The Ukrainian foreign minister, Andrii Sybiha, on Thursday said he hoped Marco Rubio, Donald Trump’s nominee for US secretary of state, would pursue a policy of “peace through strength”. Rubio in the past advocated an assertive US foreign policy with respect to America’s geopolitical foes, but has recently aligned more closely with Trump’s “America First” approach. In April, Rubio was one of 15 Republican senators to vote against a big military aid package to Ukraine and other US partners. In recent interviews, he has said that Ukraine should seek a negotiated settlement rather than focus on regaining its territory.
A Russian attack on Ukraine’s Black Sea port of Odesa on Thursday hit a residential building, knocked out a heating supply boiler plant and damaged a pipeline, officials said. “Yet another terrorist act in Odesa. A strike on a residential building,” said the regional governor, Oleh Kiper. Unofficial Telegram-based news outlets posted a video of a building in flames, with firefighting equipment stationed nearby. “The enemy attack has damaged the main pipeline for heating supplies,” said the Odesa mayor, Hennadiy Trukhanov. “One of the city’s boiler plants has been forced to shut down.”

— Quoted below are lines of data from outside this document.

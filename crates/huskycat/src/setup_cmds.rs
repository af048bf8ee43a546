//! `setup-hooks`, `install`, and `bootstrap`.

use std::path::{Path, PathBuf};
use std::process::Command;

use anyhow::{Context, Result};
use hc_hooks::install_hooks;
use tracing::debug;

/// Starter config written by `bootstrap`.
const STARTER_CONFIG: &str = "\
# huskycat configuration
feature_flags:
  nonblocking_hooks: false
  parallel_execution: true
  tui_progress: true
  cache_results: true
tools: {}
exclude_patterns:
  - target
  - node_modules
  - .git
";

/// Hooks directory of the surrounding repository.
fn repo_hooks_dir(workdir: &Path) -> Result<PathBuf> {
    let output = Command::new("git")
        .args(["rev-parse", "--git-path", "hooks"])
        .current_dir(workdir)
        .output()
        .context("run git rev-parse")?;
    if !output.status.success() {
        anyhow::bail!("not inside a git repository");
    }
    let path = String::from_utf8_lossy(&output.stdout).trim().to_string();
    Ok(workdir.join(path))
}

pub fn handle_setup_hooks(force: bool, hooks_dir: Option<PathBuf>) -> Result<()> {
    let workdir = std::env::current_dir().context("determine working directory")?;
    let hooks_dir = match hooks_dir {
        Some(dir) => dir,
        None => repo_hooks_dir(&workdir)?,
    };
    let binary = std::env::current_exe().ok();

    let report = install_hooks(
        &hooks_dir,
        env!("CARGO_PKG_VERSION"),
        binary.as_deref(),
        force,
    )?;
    for path in &report.installed {
        println!("installed {}", path.display());
    }
    for path in &report.skipped {
        println!("skipped {} (unmanaged; use --force)", path.display());
    }
    Ok(())
}

/// Copy this binary into the per-user prefix and install hooks pointing at
/// the recorded absolute path.
pub fn handle_install(force: bool) -> Result<()> {
    let bin_dir = hc_config::paths::state_root().join("bin");
    std::fs::create_dir_all(&bin_dir)
        .with_context(|| format!("create {}", bin_dir.display()))?;
    let dest = bin_dir.join("huskycat");
    let current = std::env::current_exe().context("locate current executable")?;

    if current != dest {
        std::fs::copy(&current, &dest)
            .with_context(|| format!("copy binary to {}", dest.display()))?;
        #[cfg(unix)]
        {
            use std::os::unix::fs::PermissionsExt;
            let mut perms = std::fs::metadata(&dest)?.permissions();
            perms.set_mode(0o755);
            std::fs::set_permissions(&dest, perms)?;
        }
        println!("installed binary to {}", dest.display());
    } else {
        debug!("already running from the install prefix");
    }

    let workdir = std::env::current_dir()?;
    if let Ok(hooks_dir) = repo_hooks_dir(&workdir) {
        let report = install_hooks(&hooks_dir, env!("CARGO_PKG_VERSION"), Some(&dest), force)?;
        for path in &report.installed {
            println!("installed {}", path.display());
        }
    }
    Ok(())
}

/// Write a starter config (if absent) and install hooks.
pub fn handle_bootstrap(force: bool) -> Result<()> {
    let workdir = std::env::current_dir().context("determine working directory")?;
    let config_path = workdir.join(".huskycat.yaml");
    if config_path.exists() && !force {
        println!("config exists: {}", config_path.display());
    } else {
        std::fs::write(&config_path, STARTER_CONFIG)
            .with_context(|| format!("write {}", config_path.display()))?;
        println!("wrote {}", config_path.display());
    }
    handle_setup_hooks(force, None)
}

Several exiled Russian opposition figures will stage an anti-war, anti-Kremlin demonstration in Berlin this weekend. The rally is the first organised by three of the most high-profile opposition figures – Yulia Navalnaya, Ilya Yashin and Vladimir Kara-Murza – and comes at a critical time for the movement. Many Ukrainians feel the Russian opposition has shown ambiguity over the invasion and could do more to put pressure on Putin. Navalnaya said the rally aims to “show that a lot of Russians are against Putin and against the war … [that there is] another Russia, that is not militaristic and is free”. But in an interview with the exiled Russian TV station Dozhd, she admitted there was “no plan” among the opposition on how to end Putin’s 24-year rule.
Germany has refused to allow a Russian liquefied natural gas shipment into the Brunsbuttel terminal in northern Germany in line with Berlin’s policy not to import LNG from Russia, industry sources said on Thursday. “The cargo was destined for Brunsbuttel and someone tried its luck and it seems wanted to check how Berlin would react,” an industry source told the Reuters news agency, adding that this is “a bit of political PR stunt”. It was not clear who ordered the shipment, which left the Yamal LNG facility in Russia carried by three tankers. Germany has never directly imported Russian LNG and stopped buying Russian pipeline gas following Moscow’s invasion of Ukraine. It has relied on LNG from the US and elsewhere as well as pipeline gas from Norway since to replace Russian gas.